I agree. Obviously if both their paychecks are deposited into a joint account, they must live together. Live together but excuses about getting engaged? Sounds like he's stalling to me. Due to these economic times, most chain jewelry stores (especially this time of year) are desperate for sales and have all kinds of do-able finance plans where the payments are more than reasonable. You can get a very nice engagement ring for $2500-$3000, with very reasonable monthly payments. It should be even easier for a guy to afford such payments if he's living with his GF and is therefore splitting the cost of all usual expenses (rent/mortgage, utilities, groceries, etc). A lot of guys have it good though; they live with their girlfriend and manage to get all of the "perks" of a marriage but without the proper commitment.....and they love this and take complete advantage of it. Too many women are too quick to agree to live together or even buy a home together (!!!) and they settle for having to wait for the guy to propose, if he ever does. I'd never live with a guy at this point unless he could prove to me that he was willing to make a real commitment and take actual steps to make a life together. No way am I going to give him all the perks (make a nice home, cook, clean, do his laundry, be there waiting for him everyday when he comes home from work) without him being prepared to give something in return; a commitment. It's sad that so many gals are willing to shack up and then they wait and wait, year after year, waiting for the ring and marriage plans - that often take years to arrive, and sometimes they never do.

Posted

:laugh: Ladies, he's not stalling. We talk about marriage practically on a daily basis. He even goes so far as to sing-song my first name with his last. LOL His dad even calls me daughter-in-law. He's talked with my best girlfriend, he's talked with my sister. He talked with my parents! LOL

 

Yes we do have our money jointly in an account, and I handle the finances, so yes I see every dime, every purchase. However, he does get bonuses monthly on his job and tax time is coming up. We have excellent communication, so we discuss every detail of every thing. Neither one of us want a monthly payment on a ring. He has his way he'd like to handle getting a ring, and I'm going to let him take whatever time is necessary for him to do that for me. The ring will be solely from HIM, from his HEART. My BF relishes in spoiling me however he can, and I don't mean just monetarily or materialistically. We both know how much we love each other, we both know we are getting married. :love:

Posted
It seems foolish not to commit to each other because of a ring when it seems you've already committed through joint finances and are probably living together.

 

We are already committed. Very much so. A ring is just a bonus. :laugh:

Posted
:laugh: Ladies, he's not stalling. We talk about marriage practically on a daily basis. He even goes so far as to sing-song my first name with his last. LOL His dad even calls me daughter-in-law.

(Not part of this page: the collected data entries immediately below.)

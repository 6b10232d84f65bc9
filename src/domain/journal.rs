//! Flat journal layout of a position and its conversion to and from
//! [`PositionDetails`].

use crate::domain::error::JournalError;
use crate::domain::period::Period;
use crate::domain::position::{PositionDetails, PositionState, Side};
use chrono::NaiveDateTime;
use serde::{Deserialize, Serialize};

pub const TIME_FORMAT: &str = "%Y-%m-%d %H:%M:%S";

#[derive(Debug, Clone, PartialEq, Serialize, Deserialize)]
pub struct PositionRecord {
    pub is_opened: bool,
    pub is_closed: bool,
    pub is_canceled: bool,
    pub currency_pair: String,
    pub open_time: Option<String>,
    pub open_action: String,
    pub open_price: Option<f64>,
    pub open_comment: String,
    pub close_time: Option<String>,
    pub close_price: Option<f64>,
    pub close_comment: String,
    pub order_amount: f64,
    pub stop_price: Option<f64>,
    pub limit_price: Option<f64>,
    pub exec_open_price: Option<f64>,
    pub exec_close_price: Option<f64>,
    pub exec_order_amount: Option<f64>,
    /// Derived on save, ignored on load.
    pub profit: f64,
}

fn format_time(time: Option<NaiveDateTime>) -> Option<String> {
    time.map(|t| t.format(TIME_FORMAT).to_string())
}

fn parse_time(
    index: usize,
    field: &'static str,
    raw: &Option<String>,
) -> Result<Option<NaiveDateTime>, JournalError> {
    match raw.as_deref() {
        None | Some("") => Ok(None),
        Some(s) => NaiveDateTime::parse_from_str(s, TIME_FORMAT)
            .map(Some)
            .map_err(|e| JournalError::InvalidField {
                index,
                field,
                reason: format!("{s:?}: {e}"),
            }),
    }
}

fn state_from_flags(
    index: usize,
    opened: bool,
    closed: bool,
    canceled: bool,
) -> Result<PositionState, JournalError> {
    match (opened, closed, canceled) {
        (false, false, false) => Ok(PositionState::Pending),
        (true, false, false) => Ok(PositionState::Opened),
        (false, false, true) => Ok(PositionState::Canceled),
        (true, true, false) => Ok(PositionState::Closed),
        _ => Err(JournalError::InvalidFlags {
            index,
            opened,
            closed,
            canceled,
        }),
    }
}

fn require<T: Copy>(
    index: usize,
    field: &'static str,
    state: PositionState,
    value: Option<T>,
) -> Result<T, JournalError> {
    value.ok_or(JournalError::MissingField {
        index,
        field,
        state,
    })
}

impl PositionRecord {
    pub fn from_details(details: &PositionDetails) -> Self {
        PositionRecord {
            is_opened: details.is_opened(),
            is_closed: details.is_closed(),
            is_canceled: details.is_canceled(),
            currency_pair: details.instrument.clone(),
            open_time: format_time(details.open_time),
            open_action: details
                .side
                .map(Side::as_action)
                .unwrap_or_default()
                .to_string(),
            open_price: details.open_price,
            open_comment: details.open_comment.clone(),
            close_time: format_time(details.close_time),
            close_price: details.close_price,
            close_comment: details.close_comment.clone(),
            order_amount: details.order_amount,
            stop_price: details.stop_price,
            limit_price: details.limit_price,
            exec_open_price: details.exec_open_price,
            exec_close_price: details.exec_close_price,
            exec_order_amount: details.exec_order_amount,
            profit: details.profit(),
        }
    }

    /// Decode record `index` for a repository of `instrument` at `period`.
    pub fn to_details(
        &self,
        index: usize,
        instrument: &str,
        period: Period,
    ) -> Result<PositionDetails, JournalError> {
        if self.currency_pair != instrument {
            return Err(JournalError::InstrumentMismatch {
                index,
                expected: instrument.to_string(),
                found: self.currency_pair.clone(),
            });
        }

        let state = state_from_flags(index, self.is_opened, self.is_closed, self.is_canceled)?;

        let side = match self.open_action.as_str() {
            "" => None,
            action => Some(Side::from_action(action).ok_or_else(|| {
                JournalError::InvalidField {
                    index,
                    field: "open_action",
                    reason: format!("{action:?} is neither buy nor sell"),
                }
            })?),
        };
        let open_time = parse_time(index, "open_time", &self.open_time)?;
        let close_time = parse_time(index, "close_time", &self.close_time)?;

        if matches!(state, PositionState::Opened | PositionState::Closed) {
            require(index, "open_action", state, side)?;
            require(index, "open_time", state, open_time)?;
            require(index, "exec_open_price", state, self.exec_open_price)?;
            require(index, "exec_order_amount", state, self.exec_order_amount)?;
        }
        if state == PositionState::Closed {
            require(index, "close_time", state, close_time)?;
            require(index, "exec_close_price", state, self.exec_close_price)?;
        }

        Ok(PositionDetails {
            instrument: instrument.to_string(),
            period,
            state,
            side,
            open_time,
            open_price: self.open_price,
            order_amount: self.order_amount,
            open_comment: self.open_comment.clone(),
            stop_price: self.stop_price,
            limit_price: self.limit_price,
            exec_open_price: self.exec_open_price,
            exec_order_amount: self.exec_order_amount,
            close_time,
            close_price: self.close_price,
            close_comment: self.close_comment.clone(),
            exec_close_price: self.exec_close_price,
        })
    }
}

/// Decode a whole journal. Any bad record fails the batch.
pub fn decode_all(
    records: &[PositionRecord],
    instrument: &str,
    period: Period,
) -> Result<Vec<PositionDetails>, JournalError> {
    records
        .iter()
        .enumerate()
        .map(|(i, r)| r.to_details(i, instrument, period))
        .collect()
}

He's talked with my best girlfriend, he's talked with my sister. He talked with my parents! LOL

 

Yes we do have our money jointly in an account, and I handle the finances, so yes I see every dime, every purchase. However, he does get bonuses monthly on his job and tax time is coming up. We have excellent communication, so we discuss every detail of every thing. Neither one of us want a monthly payment on a ring. He has his way he'd like to handle getting a ring, and I'm going to let him take whatever time is necessary for him to do that for me. The ring will be solely from HIM, from his HEART. My BF relishes in spoiling me however he can, and I don't mean just monetarily or materialistically. We both know how much we love each other, we both know we are getting married. :love:

 

Well, good for you both. Let him do it his own way, if you are fine with waiting to get engaged then that's all that matters.